O ten cor cav Jorge [Eduardo Rodrigues y Tenório Correia] Matias, cmdt do BCAV 8323/73, que estava sediado em Pirada (, o comando, a CCS e a 3ª C/BCAV 8323/73) faz aqui uma homenagem, emocionada aos bravos de Copá, o 4º pelotão, da 1ª C/BCAV 8323/73, comandado pelo alf mil at cav Manuel Joaquim Brás, e a que pertencia o António Rodrigues, e reforçada por mais uma secção, do 1º pelotão, comandada pelo fur mil Carlos Eugénio A. P. Silva.

Foto (e legenda): © António Rodrigues. (2015). Todos os direitos reservados. [Edição e legendagem complementar: Blogue Luís Graça & Camaradas da Guiné]


I. O célebre comerciante de Pirada, Mário [Rodrigues]  Soares era uma figura "intrigante"... Conviveu com vários camaradas nossos, ao longo da guerra, como o António Pinto (*) ou o Carlos Geraldes(**)... Dizia-se que tinha relações privilegiadas com os dois lados do conflito, as NT e o PAIGC. Dizia-se inclusive quer era um "agente duplo", trabalhando para a PIDE/DGS e para o PAIGC. Ora, não temos provas disso. Está em causa a sua honra. 

Temos que ser cautelosos, não fazer juízos apressados sobre o comportamento dos comerciantes portugueses e outros (libaneses, cabo-verdianos...) que ficaram no mato, apesar da guerra. Em boa verdade, a tropa tinha tendência para pôr em causa a "lealdade" dos comerciantes, colocados num posição difícil no interior da Guiné.

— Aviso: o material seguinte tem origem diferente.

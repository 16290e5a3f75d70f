//! [`Project`]-related definitions.

use common::{Date, DateTime, Money};
use derive_more::{Display, From, Into};
use juniper::{
    graphql_object, GraphQLEnum, GraphQLInputObject, GraphQLObject,
    GraphQLScalar,
};
use service::domain;
use uuid::Uuid;

use crate::{api, define_error, Context, Error};

/// A construction project.
#[derive(Clone, Debug, From, Into)]
pub struct Project(domain::Project);

/// Construction or maintenance work performed at a `Unit`.
#[graphql_object(context = Context)]
impl Project {
    /// Unique identifier of this `Project`.
    #[must_use]
    pub fn id(&self) -> Id {
        self.0.id.into()
    }

    /// ID of the `Unit` this `Project` takes place at.
    #[must_use]
    pub fn unit_id(&self) -> api::unit::Id {
        self.0.unit_id.clone().into()
    }

    /// `Unit` this `Project` takes place at.
    ///
    /// `null` if the `Unit` was removed from the reference list.
    #[tracing::instrument(
        skip_all,
        fields(
            gql.name = "Project.unit",
            otel.name = api::Query::SPAN_NAME,
        ),
    )]
    pub fn unit(&self, ctx: &Context) -> Option<api::Unit> {
        ctx.service().unit(&self.0.unit_id).cloned().map(Into::into)
    }

    /// Title of this `Project`.
    #[must_use]
    pub fn title(&self) -> &str {
        self.0.title.as_ref()
    }

    /// Free-form description of this `Project`.
    #[must_use]
    pub fn description(&self) -> &str {
        self.0.description.as_ref()
    }

    /// Name of the person who requested this `Project`.
    #[must_use]
    pub fn requester(&self) -> &str {
        self.0.requester.as_ref()
    }

    /// Department which requested this `Project`.
    #[must_use]
    pub fn department(&self) -> &str {
        self.0.department.as_ref()
    }

    /// `Contractor` performing this `Project`.
    #[must_use]
    pub fn contractor(&self) -> Contractor {
        self.0.contractor.clone().into()
    }

    /// `Date` this `Project` starts at.
    #[must_use]
    pub fn start_date(&self) -> Date {
        self.0.start_date
    }

    /// Lifecycle status of this `Project`.
    #[must_use]
    pub fn status(&self) -> Status {
        self.0.status.into()
    }

    /// Cost breakdown of this `Project`.
    #[must_use]
    pub fn costs(&self) -> Costs {
        self.0.costs.into()
    }

    /// References to the images attached to this `Project`.
    #[must_use]
    pub fn images(&self) -> Vec<String> {
        self.0.images.iter().map(ToString::to_string).collect()
    }

    /// References to the invoices attached to this `Project`.
    #[must_use]
    pub fn invoices(&self) -> Vec<String> {
        self.0.invoices.iter().map(ToString::to_string).collect()
    }

    /// `Evaluation` of this `Project`, if it was evaluated.
    #[must_use]
    pub fn evaluation(&self) -> Option<Evaluation> {
        self.0.evaluation.clone().map(Into::into)
    }

    /// Latest advisory text on this `Project`, if any was produced.
    #[must_use]
    pub fn advice(&self) -> Option<&str> {
        self.0.advice.as_ref().map(AsRef::<str>::as_ref)
    }
}

/// Unique identifier of a `Project`.
#[derive(Clone, Copy, Debug, Display, Into, From, GraphQLScalar)]
#[from(domain::project::Id)]
#[into(domain::project::Id)]
#[graphql(name = "ProjectId", transparent)]
pub struct Id(Uuid);

/// Lifecycle status of a `Project`.
#[derive(Clone, Copy, Debug, Eq, GraphQLEnum, PartialEq)]
#[graphql(name = "ProjectStatus")]
pub enum Status {
    /// Planned, but not started yet.
    Planned,

    /// Being executed.
    InProgress,

    /// Paused.
    OnHold,

    /// Finished.
    Completed,
}

impl From<domain::project::Status> for Status {
    fn from(status: domain::project::Status) -> Self {
        use domain::project::Status as S;
        match status {
            S::Planned => Self::Planned,
            S::InProgress => Self::InProgress,
            S::OnHold => Self::OnHold,
            S::Completed => Self::Completed,
        }
    }
}

impl From<Status> for domain::project::Status {
    fn from(status: Status) -> Self {
        match status {
            Status::Planned => Self::Planned,
            Status::InProgress => Self::InProgress,
            Status::OnHold => Self::OnHold,
            Status::Completed => Self::Completed,
        }
    }
}

/// Company performing a `Project`.
#[derive(Clone, Debug, GraphQLObject)]
#[graphql(name = "ProjectContractor")]
pub struct Contractor {
    /// Trade name of the company.
    pub name: String,

    /// Registered legal name of the company.
    pub legal_name: String,

    /// Tax registration number (CNPJ) of the company.
    pub tax_id: String,

    /// Person responsible for the `Project` on the company side.
    pub manager: String,

    /// Phone number or email of the company.
    pub contact: String,
}

impl From<domain::project::Contractor> for Contractor {
    fn from(contractor: domain::project::Contractor) -> Self {
        let domain::project::Contractor {
            name,
            legal_name,
            tax_id,
            manager,
            contact,
        } = contractor;
        Self {
            name: name.into(),
            legal_name: legal_name.into(),
            tax_id: tax_id.into(),
            manager: manager.into(),
            contact: contact.into(),
        }
    }
}

/// Cost breakdown of a `Project`.
#[derive(Clone, Copy, Debug, GraphQLObject)]
#[graphql(name = "ProjectCosts")]
pub struct Costs {
    /// Cost of materials.
    pub material: Money,

    /// Cost of labor.
    pub labor: Money,

    /// Cost of equipment.
    pub equipment: Money,

    /// Sum of all the cost components.
    pub total: Money,
}

impl From<domain::project::Costs> for Costs {
    fn from(costs: domain::project::Costs) -> Self {
        Self {
            material: costs.material,
            labor: costs.labor,
            equipment: costs.equipment,
            total: costs.total(),
        }
    }
}

/// Post-completion quality assessment of a `Project`.
#[derive(Clone, Debug, GraphQLObject)]
#[graphql(name = "ProjectEvaluation")]
pub struct Evaluation {
    /// Rating on a `1..=5` scale.
    pub rating: i32,

    /// Comment of the assessment.
    pub comment: String,

    /// `DateTime` when the assessment was made.
    pub created_at: DateTime,
}

impl From<domain::project::Evaluation> for Evaluation {
    fn from(evaluation: domain::project::Evaluation) -> Self {
        let domain::project::Evaluation {
            rating,
            comment,
            created_at,
        } = evaluation;
        Self {
            rating: u8::from(rating).into(),
            comment: comment.into(),
            created_at: created_at.coerce(),
        }
    }
}

/// Editable fields of a `Project`.
#[derive(Clone, Debug, GraphQLInputObject)]
#[graphql(name = "ProjectInput")]
pub struct Input {
    /// ID of the `Unit` the `Project` takes place at.
    pub unit_id: api::unit::Id,

    /// Title of the `Project`.
    pub title: String,

    /// Free-form description of the `Project`.
    pub description: Option<String>,

    /// Name of the person who requested the `Project`.
    pub requester: String,

    /// Department which requested the `Project`.
    pub department: String,

    /// Company performing the `Project`.
    pub contractor: ContractorInput,

    /// `Date` the `Project` starts at.
    pub start_date: Date,

    /// Lifecycle status of the `Project`.
    pub status: Status,

    /// Cost breakdown of the `Project`.
    pub costs: CostsInput,

    /// References to the images attached to the `Project`.
    ///
    /// Blank references are ignored.
    pub images: Option<Vec<String>>,

    /// References to the invoices attached to the `Project`.
    ///
    /// Blank references are ignored.
    pub invoices: Option<Vec<String>>,
}

impl Input {
    /// Converts this [`Input`] into a [`domain::project::Draft`].
    ///
    /// # Errors
    ///
    /// With [`InputError::NegativeCost`] if any of the cost components is
    /// negative.
    pub fn into_draft(self) -> Result<domain::project::Draft, Error> {
        let Self {
            unit_id,
            title,
            description,
            requester,
            department,
            contractor,
            start_date,
            status,
            costs,
            images,
            invoices,
        } = self;

        let costs = domain::project::Costs::from(costs);
        if costs.has_negative() {
            return Err(InputError::NegativeCost.into());
        }

        Ok(domain::project::Draft {
            unit_id: unit_id.into(),
            title: title.into(),
            description: description.unwrap_or_default().into(),
            requester: requester.into(),
            department: department.into(),
            contractor: contractor.into(),
            start_date,
            status: status.into(),
            costs,
            images: attachments(images),
            invoices: attachments(invoices),
        })
    }
}

/// Converts the provided references into [`domain::project::Attachment`]s,
/// trimming them and omitting the blank ones.
fn attachments(refs: Option<Vec<String>>) -> Vec<domain::project::Attachment> {
    refs.into_iter()
        .flatten()
        .map(|r| r.trim().to_owned())
        .filter(|r| !r.is_empty())
        .map(Into::into)
        .collect()
}

/// Company performing a `Project`.
#[derive(Clone, Debug, GraphQLInputObject)]
#[graphql(name = "ProjectContractorInput")]
pub struct ContractorInput {
    /// Trade name of the company.
    pub name: String,

    /// Registered legal name of the company.
    pub legal_name: String,

    /// Tax registration number (CNPJ) of the company.
    pub tax_id: String,

    /// Person responsible for the `Project` on the company side.
    pub manager: String,

    /// Phone number or email of the company.
    pub contact: String,
}

impl From<ContractorInput> for domain::project::Contractor {
    fn from(input: ContractorInput) -> Self {
        let ContractorInput {
            name,
            legal_name,
            tax_id,
            manager,
            contact,
        } = input;
        Self {
            name: name.into(),
            legal_name: legal_name.into(),
            tax_id: tax_id.into(),
            manager: manager.into(),
            contact: contact.into(),
        }
    }
}

/// Cost breakdown of a `Project`.
#[derive(Clone, Copy, Debug, GraphQLInputObject)]
#[graphql(name = "ProjectCostsInput")]
pub struct CostsInput {
    /// Cost of materials.
    pub material: Money,

    /// Cost of labor.
    pub labor: Money,

    /// Cost of equipment.
    pub equipment: Money,
}

impl From<CostsInput> for domain::project::Costs {
    fn from(input: CostsInput) -> Self {
        let CostsInput {
            material,
            labor,
            equipment,
        } = input;
        Self {
            material,
            labor,
            equipment,
        }
    }
}

define_error! {
    enum InputError {
        #[code = "NEGATIVE_COST"]
        #[status = BAD_REQUEST]
        #[message = "`Project` cost components must not be negative"]
        NegativeCost,
    }
}

#[cfg(test)]
mod spec {
    use common::{Date, Money};
    use service::domain;

    use super::{ContractorInput, CostsInput, Input, Status};

    fn input() -> Input {
        Input {
            unit_id: domain::unit::Id::from("1".to_owned()).into(),
            title: "Reforma do Telhado".to_owned(),
            description: None,
            requester: "João Silva".to_owned(),
            department: "Manutenção Predial".to_owned(),
            contractor: ContractorInput {
                name: "ConstruNorte Ltda".to_owned(),
                legal_name: "ConstruNorte Engenharia e Construções LTDA"
                    .to_owned(),
                tax_id: "12.345.678/0001-90".to_owned(),
                manager: "Roberto Almeida".to_owned(),
                contact: "(91) 98877-6655".to_owned(),
            },
            start_date: Date::new(2023, 10, 15).unwrap(),
            status: Status::InProgress,
            costs: CostsInput {
                material: Money::from(45_000),
                labor: Money::from(20_000),
                equipment: Money::from(5_000),
            },
            images: Some(vec![
                " https://example.com/a.jpg ".to_owned(),
                "  ".to_owned(),
            ]),
            invoices: None,
        }
    }

    #[test]
    fn converts_into_draft() {
        let draft = input().into_draft().unwrap();

        assert_eq!(draft.unit_id.to_string(), "1");
        assert_eq!(draft.description.to_string(), "");
        assert_eq!(draft.costs.total(), Money::from(70_000));
        assert_eq!(
            draft.images.iter().map(ToString::to_string).collect::<Vec<_>>(),
            ["https://example.com/a.jpg"],
        );
        assert!(draft.invoices.is_empty());
    }

    #[test]
    fn rejects_negative_costs() {
        let mut input = input();
        input.costs.equipment = Money::from(-1);

        let err = input.into_draft().unwrap_err();

        assert_eq!(err.code, "NEGATIVE_COST");
        assert_eq!(err.status_code, http::StatusCode::BAD_REQUEST);
    }
}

Do Mário Soares sabe-se que tinha bons contactos no Senegal. E que  desempenhou o seu papel na história da indepência da Guiné-Bissau.  Foi através dele que o gabinete do Governador António Spínola consegiu chegar ao Leopoldo Senghor (como se depreende de um histórico depoimento do embaixador Nunes Barata, ex-alf mil, na altura, colaborador íntimo de Spínola,  de que a seguir reproduzimos um excerto; por lapso, chama-lhe António Mário Soares)...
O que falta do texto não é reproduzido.